━━ Input data ━━

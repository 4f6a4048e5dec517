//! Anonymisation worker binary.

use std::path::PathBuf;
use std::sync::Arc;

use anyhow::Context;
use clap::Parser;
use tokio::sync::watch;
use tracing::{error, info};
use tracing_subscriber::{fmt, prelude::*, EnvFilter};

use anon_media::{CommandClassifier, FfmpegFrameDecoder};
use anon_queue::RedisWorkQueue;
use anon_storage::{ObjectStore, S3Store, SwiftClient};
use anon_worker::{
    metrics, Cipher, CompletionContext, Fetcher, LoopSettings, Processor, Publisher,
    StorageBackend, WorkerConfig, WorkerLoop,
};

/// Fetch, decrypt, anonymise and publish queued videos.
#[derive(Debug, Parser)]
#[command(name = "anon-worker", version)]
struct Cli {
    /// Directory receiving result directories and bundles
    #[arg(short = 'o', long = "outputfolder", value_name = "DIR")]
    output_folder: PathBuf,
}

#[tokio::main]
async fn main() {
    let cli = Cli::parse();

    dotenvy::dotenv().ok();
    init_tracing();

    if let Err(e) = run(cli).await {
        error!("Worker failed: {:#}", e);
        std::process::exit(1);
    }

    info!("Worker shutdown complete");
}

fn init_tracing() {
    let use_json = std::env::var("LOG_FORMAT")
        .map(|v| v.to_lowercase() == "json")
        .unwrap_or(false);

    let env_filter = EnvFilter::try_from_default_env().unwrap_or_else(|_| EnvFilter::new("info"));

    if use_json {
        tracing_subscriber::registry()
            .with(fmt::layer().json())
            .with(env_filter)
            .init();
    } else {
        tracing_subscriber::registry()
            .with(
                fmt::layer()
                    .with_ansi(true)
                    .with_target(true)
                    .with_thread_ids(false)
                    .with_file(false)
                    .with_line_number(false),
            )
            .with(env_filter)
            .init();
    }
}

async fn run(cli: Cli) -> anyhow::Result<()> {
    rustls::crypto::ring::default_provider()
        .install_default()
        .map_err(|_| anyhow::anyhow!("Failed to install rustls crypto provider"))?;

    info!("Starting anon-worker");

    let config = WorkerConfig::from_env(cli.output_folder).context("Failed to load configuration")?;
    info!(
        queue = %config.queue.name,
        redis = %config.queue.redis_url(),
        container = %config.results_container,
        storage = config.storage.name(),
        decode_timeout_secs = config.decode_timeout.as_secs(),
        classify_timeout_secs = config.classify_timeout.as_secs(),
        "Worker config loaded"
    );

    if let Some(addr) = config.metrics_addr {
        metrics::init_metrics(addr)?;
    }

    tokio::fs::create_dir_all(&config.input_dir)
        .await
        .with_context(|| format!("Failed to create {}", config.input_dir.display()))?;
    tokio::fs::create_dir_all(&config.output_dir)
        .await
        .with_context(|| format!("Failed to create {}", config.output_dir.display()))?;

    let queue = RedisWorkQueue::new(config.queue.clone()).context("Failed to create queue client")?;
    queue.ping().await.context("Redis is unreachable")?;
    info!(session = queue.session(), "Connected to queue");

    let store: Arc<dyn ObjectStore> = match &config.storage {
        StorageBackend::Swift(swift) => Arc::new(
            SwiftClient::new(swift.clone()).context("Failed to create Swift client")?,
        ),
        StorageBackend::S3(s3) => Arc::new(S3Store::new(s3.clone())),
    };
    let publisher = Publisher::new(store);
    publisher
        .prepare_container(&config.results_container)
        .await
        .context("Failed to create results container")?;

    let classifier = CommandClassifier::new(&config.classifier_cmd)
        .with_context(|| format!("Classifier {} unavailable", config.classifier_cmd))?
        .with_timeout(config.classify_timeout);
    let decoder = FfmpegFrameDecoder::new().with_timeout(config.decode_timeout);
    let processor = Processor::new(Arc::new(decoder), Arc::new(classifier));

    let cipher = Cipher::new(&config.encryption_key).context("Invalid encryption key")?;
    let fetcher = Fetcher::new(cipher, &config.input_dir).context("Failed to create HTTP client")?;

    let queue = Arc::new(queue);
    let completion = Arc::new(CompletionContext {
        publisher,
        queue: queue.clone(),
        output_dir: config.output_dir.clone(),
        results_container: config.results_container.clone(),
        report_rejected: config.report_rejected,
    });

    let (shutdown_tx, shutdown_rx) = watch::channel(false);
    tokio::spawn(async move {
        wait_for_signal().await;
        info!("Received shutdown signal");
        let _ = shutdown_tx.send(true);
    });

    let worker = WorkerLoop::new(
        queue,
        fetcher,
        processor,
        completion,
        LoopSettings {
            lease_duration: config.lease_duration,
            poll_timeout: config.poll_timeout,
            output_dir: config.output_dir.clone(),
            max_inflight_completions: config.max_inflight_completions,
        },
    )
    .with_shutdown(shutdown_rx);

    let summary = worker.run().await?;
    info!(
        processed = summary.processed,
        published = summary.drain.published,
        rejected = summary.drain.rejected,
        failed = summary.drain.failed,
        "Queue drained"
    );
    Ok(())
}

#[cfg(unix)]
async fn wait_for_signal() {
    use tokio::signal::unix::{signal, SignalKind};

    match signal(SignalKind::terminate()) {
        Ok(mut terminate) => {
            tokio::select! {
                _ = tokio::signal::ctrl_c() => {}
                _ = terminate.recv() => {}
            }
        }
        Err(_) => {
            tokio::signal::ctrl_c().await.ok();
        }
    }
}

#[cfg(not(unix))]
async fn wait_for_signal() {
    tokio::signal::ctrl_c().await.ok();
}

━━━

#### What you have to do:
Exactly as given, restate all the lines above.

#### Worked solution:
repository 4f6a4048e5dec517
//! Anonymisation worker binary.

use std::path::PathBuf;
use std::sync::Arc;

use anyhow::Context;
use clap::Parser;
use tokio::sync::watch;
use tracing::{error, info};
use tracing_subscriber::{fmt, prelude::*, EnvFilter};

use anon_media::{CommandClassifier, FfmpegFrameDecoder};
use anon_queue::RedisWorkQueue;
use anon_storage::{ObjectStore, S3Store, SwiftClient};
use anon_worker::{
    metrics, Cipher, CompletionContext, Fetcher, LoopSettings, Processor, Publisher,
    StorageBackend, WorkerConfig, WorkerLoop,
};

/// Fetch, decrypt, anonymise and publish queued videos.
#[derive(Debug, Parser)]
#[command(name = "anon-worker", version)]
struct Cli {
    /// Directory receiving result directories and bundles
    #[arg(short = 'o', long = "outputfolder", value_name = "DIR")]
    output_folder: PathBuf,
}

#[tokio::main]
async fn main() {
    let cli = Cli::parse();

    dotenvy::dotenv().ok();
    init_tracing();

    if let Err(e) = run(cli).await {
        error!("Worker failed: {:#}", e);
        std::process::exit(1);
    }

    info!("Worker shutdown complete");
}

fn init_tracing() {
    let use_json = std::env::var("LOG_FORMAT")
        .map(|v| v.to_lowercase() == "json")
        .unwrap_or(false);

    let env_filter = EnvFilter::try_from_default_env().unwrap_or_else(|_| EnvFilter::new("info"));

    if use_json {
        tracing_subscriber::registry()
            .with(fmt::layer().json())
            .with(env_filter)
            .init();
    } else {
        tracing_subscriber::registry()
            .with(
                fmt::layer()
                    .with_ansi(true)
                    .with_target(true)
                    .with_thread_ids(false)
                    .with_file(false)
                    .with_line_number(false),
            )
            .with(env_filter)
            .init();
    }
}

async fn run(cli: Cli) -> anyhow::Result<()> {
    rustls::crypto::ring::default_provider()
        .install_default()
        .map_err(|_| anyhow::anyhow!("Failed to install rustls crypto provider"))?;

    info!("Starting anon-worker");

    let config = WorkerConfig::from_env(cli.output_folder).context("Failed to load configuration")?;
    info!(
        queue = %config.queue.name,
        redis = %config.queue.redis_url(),
        container = %config.results_container,
        storage = config.storage.name(),
        decode_timeout_secs = config.decode_timeout.as_secs(),
        classify_timeout_secs = config.classify_timeout.as_secs(),
        "Worker config loaded"
    );

    if let Some(addr) = config.metrics_addr {
        metrics::init_metrics(addr)?;
    }

    tokio::fs::create_dir_all(&config.input_dir)
        .await
        .with_context(|| format!("Failed to create {}", config.input_dir.display()))?;
    tokio::fs::create_dir_all(&config.output_dir)
        .await
        .with_context(|| format!("Failed to create {}", config.output_dir.display()))?;

    let queue = RedisWorkQueue::new(config.queue.clone()).context("Failed to create queue client")?;
    queue.ping().await.context("Redis is unreachable")?;
    info!(session = queue.session(), "Connected to queue");

    let store: Arc<dyn ObjectStore> = match &config.storage {
        StorageBackend::Swift(swift) => Arc::new(
            SwiftClient::new(swift.clone()).context("Failed to create Swift client")?,
        ),
        StorageBackend::S3(s3) => Arc::new(S3Store::new(s3.clone())),
    };
    let publisher = Publisher::new(store);
    publisher
        .prepare_container(&config.results_container)
        .await
        .context("Failed to create results container")?;

    let classifier = CommandClassifier::new(&config.classifier_cmd)
        .with_context(|| format!("Classifier {} unavailable", config.classifier_cmd))?
        .with_timeout(config.classify_timeout);
    let decoder = FfmpegFrameDecoder::new().with_timeout(config.decode_timeout);
    let processor = Processor::new(Arc::new(decoder), Arc::new(classifier));

    let cipher = Cipher::new(&config.encryption_key).context("Invalid encryption key")?;
    let fetcher = Fetcher::new(cipher, &config.input_dir).context("Failed to create HTTP client")?;

    let queue = Arc::new(queue);
    let completion = Arc::new(CompletionContext {
        publisher,
        queue: queue.clone(),
        output_dir: config.output_dir.clone(),
        results_container: config.results_container.clone(),
        report_rejected: config.report_rejected,
    });

    let (shutdown_tx, shutdown_rx) = watch::channel(false);
    tokio::spawn(async move {
        wait_for_signal().await;
        info!("Received shutdown signal");
        let _ = shutdown_tx.send(true);
    });

    let worker = WorkerLoop::new(
        queue,
        fetcher,
        processor,
        completion,
        LoopSettings {
            lease_duration: config.lease_duration,
            poll_timeout: config.poll_timeout,
            output_dir: config.output_dir.clone(),
            max_inflight_completions: config.max_inflight_completions,
        },
    )
    .with_shutdown(shutdown_rx);

    let summary = worker.run().await?;
    info!(
        processed = summary.processed,
        published = summary.drain.published,
        rejected = summary.drain.rejected,
        failed = summary.drain.failed,
        "Queue drained"
    );
    Ok(())
}

#[cfg(unix)]
async fn wait_for_signal() {
    use tokio::signal::unix::{signal, SignalKind};

    match signal(SignalKind::terminate()) {
        Ok(mut terminate) => {
            tokio::select! {
                _ = tokio::signal::ctrl_c() => {}
                _ = terminate.recv() => {}
            }
        }
        Err(_) => {
            tokio::signal::ctrl_c().await.ok();
        }
    }
}

#[cfg(not(unix))]
async fn wait_for_signal() {
    tokio::signal::ctrl_c().await.ok();
}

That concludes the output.